Меня исключили из партии и арестовали именно за такие мысли, высказанные вслух; в этом усмотрели «пропаганду буржуазного гуманизма и жалости к врагу». А я злился и недоумевал, почему так неправильно понят, ведь жалею не врагов, а своих. Снова и снова думал об этом в госпитале и в тюрьме… И в тот первый день заключения в кузове машины, мчавшейся к тюрьме, глядя на звездное небо, полукругом обрезанное брезентовым верхом, на силуэты двух конвоиров, я думал все о том же, но уже как о новой жизненной задаче. Нужно разработать систему настоящей марксистской этики. До сих пор было не до этого. — Революция. — Строительство. — Война… Однако после войны нравственное воспитание станет насущной необходимостью. Миллионы людей озверели, развращены и гитлеровщиной, и самой войной, и нашей собственной пропагандой, воинственной, националистической, лживой. Такая пропаганда была необходима накануне и тем более во время войны, в этом я тогда не сомневался, но понимал, что она принесет отравленные плоды…
Часть вторая.
В НАЧАЛЕ БЫЛО…
Глава восьмая.
Миля Забаштанский
С Забаштанским, начальником 7-го отделения Политотдела 50-й армии, я познакомился в мае 1944 года в Рославле — там находился штаб новоформируемого 2-го Белорусского фронта. Мне он с первого же взгляда понравился. Невысокий, коренастый (потом он все жирел и стал туго мятым, почти кубическим толстяком), круглая, крепкая голова на короткой шее, смуглое, широкое лицо, по-ребячьи припухлые щеки, глаза — темные шарики — иногда тусклые, сонные, а иногда блестящие, хитроватые. Говорил он с мягким полтавским акцентом, шутил, играя простачка, но чувствовалось: смекалист, энергичен, упрям. Рассказывая на совещании о своем отделении, он толково, доброжелательно говорил о работниках; не хвастался, но ясно было, что уверен в себе, знает дело и знает, что недаром ест армейский хлеб… В первый же вечер я привел его ночевать в домишко, где жил. До утра мы разговаривали. (Потом на партсобрании и на допросах я услышал некоторые свои рассказы необычайно преображенными.) — Зови меня «Миля» — поп окрестил Минеем, ну придумал же имячко, видно, со зла на батька. Полностью я Миней Демьянович… тут без поллитры не выговоришь… А с детства все зовут Миля… Батько был хлебороб, самый простой бедняк, но у нас на Полтавщине, знаешь, бедняки в общем не голодували, жили не хуже, чем «крепкие середняки» где-нибудь в Средней России.

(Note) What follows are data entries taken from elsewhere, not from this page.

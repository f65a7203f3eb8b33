use super::{require_text, CatalogError, Entity};
use crate::storage::Record;
use serde::de::Error as _;
use serde::{Deserialize, Deserializer, Serialize};
use serde_json::{json, Value};

const DEFAULT_VIDEO_TITLE: &str = "Video";

/// Integers that may arrive as JSON numbers or as numeric strings (HTML form
/// values). Empty strings and `null` count as absent.
fn flexible_integer<'de, D>(deserializer: D) -> Result<Option<i64>, D::Error>
where
    D: Deserializer<'de>,
{
    match Option::<Value>::deserialize(deserializer)? {
        None | Some(Value::Null) => Ok(None),
        Some(Value::Number(n)) => n
            .as_i64()
            .map(Some)
            .ok_or_else(|| D::Error::custom(format!("expected an integer, got {}", n))),
        Some(Value::String(s)) if s.trim().is_empty() => Ok(None),
        Some(Value::String(s)) => s
            .trim()
            .parse()
            .map(Some)
            .map_err(|_| D::Error::custom(format!("expected an integer, got {:?}", s))),
        Some(other) => Err(D::Error::custom(format!(
            "expected an integer, got {}",
            other
        ))),
    }
}

fn integer_or_zero<'de, D>(deserializer: D) -> Result<i64, D::Error>
where
    D: Deserializer<'de>,
{
    Ok(flexible_integer(deserializer)?.unwrap_or(0))
}

fn into_record(value: Value) -> Record {
    match value {
        Value::Object(map) => map,
        _ => Record::new(),
    }
}

// =============================================================================
// Tracks
// =============================================================================

#[derive(Debug, Clone, Default, PartialEq, Eq, Serialize, Deserialize)]
#[serde(rename_all = "camelCase")]
pub struct TrackStats {
    #[serde(default)]
    pub views: i64,
    #[serde(default)]
    pub downloads: i64,
    #[serde(default)]
    pub wav_clicks: i64,
    #[serde(default)]
    pub plays: i64,
}

#[derive(Debug, Clone, PartialEq, Serialize, Deserialize)]
#[serde(rename_all = "camelCase")]
pub struct Track {
    pub id: i64,
    #[serde(default)]
    pub title: String,
    #[serde(default)]
    pub genre: Option<String>,
    #[serde(default)]
    pub image: Option<String>,
    #[serde(default)]
    pub audio: Option<String>,
    #[serde(default)]
    pub bandcamp: Option<String>,
    #[serde(default)]
    pub upload_date: Option<String>,
    #[serde(default)]
    pub stats: TrackStats,
}

/// M-House entries share the track shape and live in their own collection.
pub type MhouseTrack = Track;

#[derive(Debug, Default, Deserialize)]
pub struct TrackDraft {
    pub title: Option<String>,
    pub genre: Option<String>,
    pub image: Option<String>,
    pub audio: Option<String>,
    pub bandcamp: Option<String>,
}

#[derive(Debug, Default, Deserialize)]
pub struct TrackPatch {
    pub title: Option<String>,
    pub genre: Option<String>,
    pub image: Option<String>,
    pub audio: Option<String>,
    pub bandcamp: Option<String>,
}

impl Entity for Track {
    type Draft = TrackDraft;
    type Patch = TrackPatch;
    const NAME: &'static str = "track";

    fn prepare_create(draft: TrackDraft, now: &str) -> Result<Record, CatalogError> {
        let title = require_text("Title", draft.title)?;
        Ok(into_record(json!({
            "title": title,
            "genre": draft.genre,
            "image": draft.image,
            "audio": draft.audio,
            "bandcamp": draft.bandcamp,
            "uploadDate": now,
            "stats": TrackStats::default(),
        })))
    }

    fn prepare_update(
        existing: &Record,
        patch: TrackPatch,
        now: &str,
    ) -> Result<Record, CatalogError> {
        let mut fields = Record::new();
        if patch.title.is_some() {
            fields.insert("title".into(), require_text("Title", patch.title)?.into());
        }
        for (name, value) in [
            ("genre", patch.genre),
            ("image", patch.image),
            ("audio", patch.audio),
            ("bandcamp", patch.bandcamp),
        ] {
            if let Some(value) = value {
                fields.insert(name.into(), value.into());
            }
        }

        // Records written before dates and counters existed get them now.
        if existing.get("uploadDate").and_then(Value::as_str).is_none() {
            fields.insert("uploadDate".into(), now.into());
        }
        if !existing.get("stats").is_some_and(Value::is_object) {
            fields.insert("stats".into(), json!(TrackStats::default()));
        }
        Ok(fields)
    }
}

// =============================================================================
// Banners
// =============================================================================

#[derive(Debug, Clone, PartialEq, Serialize, Deserialize)]
#[serde(rename_all = "camelCase")]
pub struct Banner {
    pub id: i64,
    #[serde(default)]
    pub image_path: String,
    #[serde(default)]
    pub link_url: Option<String>,
    #[serde(default, deserialize_with = "integer_or_zero")]
    pub display_order: i64,
}

#[derive(Debug, Default, Deserialize)]
#[serde(rename_all = "camelCase")]
pub struct BannerDraft {
    #[serde(alias = "image_path")]
    pub image_path: Option<String>,
    #[serde(alias = "link_url")]
    pub link_url: Option<String>,
    #[serde(alias = "display_order", default, deserialize_with = "flexible_integer")]
    pub display_order: Option<i64>,
}

pub type BannerPatch = BannerDraft;

impl Entity for Banner {
    type Draft = BannerDraft;
    type Patch = BannerPatch;
    const NAME: &'static str = "banner";

    fn prepare_create(draft: BannerDraft, _now: &str) -> Result<Record, CatalogError> {
        let image_path = require_text("Image path", draft.image_path)?;
        Ok(into_record(json!({
            "imagePath": image_path,
            "linkUrl": draft.link_url,
            "displayOrder": draft.display_order.unwrap_or(0),
        })))
    }

    fn prepare_update(
        _existing: &Record,
        patch: BannerPatch,
        _now: &str,
    ) -> Result<Record, CatalogError> {
        let mut fields = Record::new();
        if patch.image_path.is_some() {
            fields.insert(
                "imagePath".into(),
                require_text("Image path", patch.image_path)?.into(),
            );
        }
        if let Some(link_url) = patch.link_url {
            fields.insert("linkUrl".into(), link_url.into());
        }
        if let Some(display_order) = patch.display_order {
            fields.insert("displayOrder".into(), display_order.into());
        }
        Ok(fields)
    }
}

// =============================================================================
// YouTube
// =============================================================================

#[derive(Debug, Clone, PartialEq, Serialize, Deserialize)]
#[serde(rename_all = "camelCase")]
pub struct YoutubeEntry {
    pub id: i64,
    #[serde(default)]
    pub video_id: String,
    #[serde(default)]
    pub title: Option<String>,
    #[serde(default, deserialize_with = "integer_or_zero")]
    pub display_order: i64,
}

#[derive(Debug, Default, Deserialize)]
#[serde(rename_all = "camelCase")]
pub struct YoutubeDraft {
    #[serde(alias = "video_id")]
    pub video_id: Option<String>,
    pub title: Option<String>,
    #[serde(alias = "display_order", default, deserialize_with = "flexible_integer")]
    pub display_order: Option<i64>,
}

pub type YoutubePatch = YoutubeDraft;

fn video_title(title: Option<String>) -> String {
    match title {
        Some(title) if !title.trim().is_empty() => title,
        _ => DEFAULT_VIDEO_TITLE.to_string(),
    }
}

impl Entity for YoutubeEntry {
    type Draft = YoutubeDraft;
    type Patch = YoutubePatch;
    const NAME: &'static str = "video";

    fn prepare_create(draft: YoutubeDraft, _now: &str) -> Result<Record, CatalogError> {
        let video_id = require_text("Video id", draft.video_id)?;
        Ok(into_record(json!({
            "videoId": video_id.trim(),
            "title": video_title(draft.title),
            "displayOrder": draft.display_order.unwrap_or(0),
        })))
    }

    fn prepare_update(
        _existing: &Record,
        patch: YoutubePatch,
        _now: &str,
    ) -> Result<Record, CatalogError> {
        let mut fields = Record::new();
        if patch.video_id.is_some() {
            let video_id = require_text("Video id", patch.video_id)?;
            fields.insert("videoId".into(), video_id.trim().into());
        }
        if patch.title.is_some() {
            fields.insert("title".into(), video_title(patch.title).into());
        }
        if let Some(display_order) = patch.display_order {
            fields.insert("displayOrder".into(), display_order.into());
        }
        Ok(fields)
    }
}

В детстве пас свиней, но школу все же кончил. Был одним из первых комсомольцев. Стал секретарем сельской ячейки. А потом уж так и пошло. Сначала инструктор райкома, потом зав. отделом, одним, другим, а потом и в секретари… В 37-м году, знаешь, как кадры менялись. Стал первым секретарем райкома комсомола, а там членом обкома… С 39-го был секретарем Львовского горкома партии, первым секретарем. Там и войну начинал.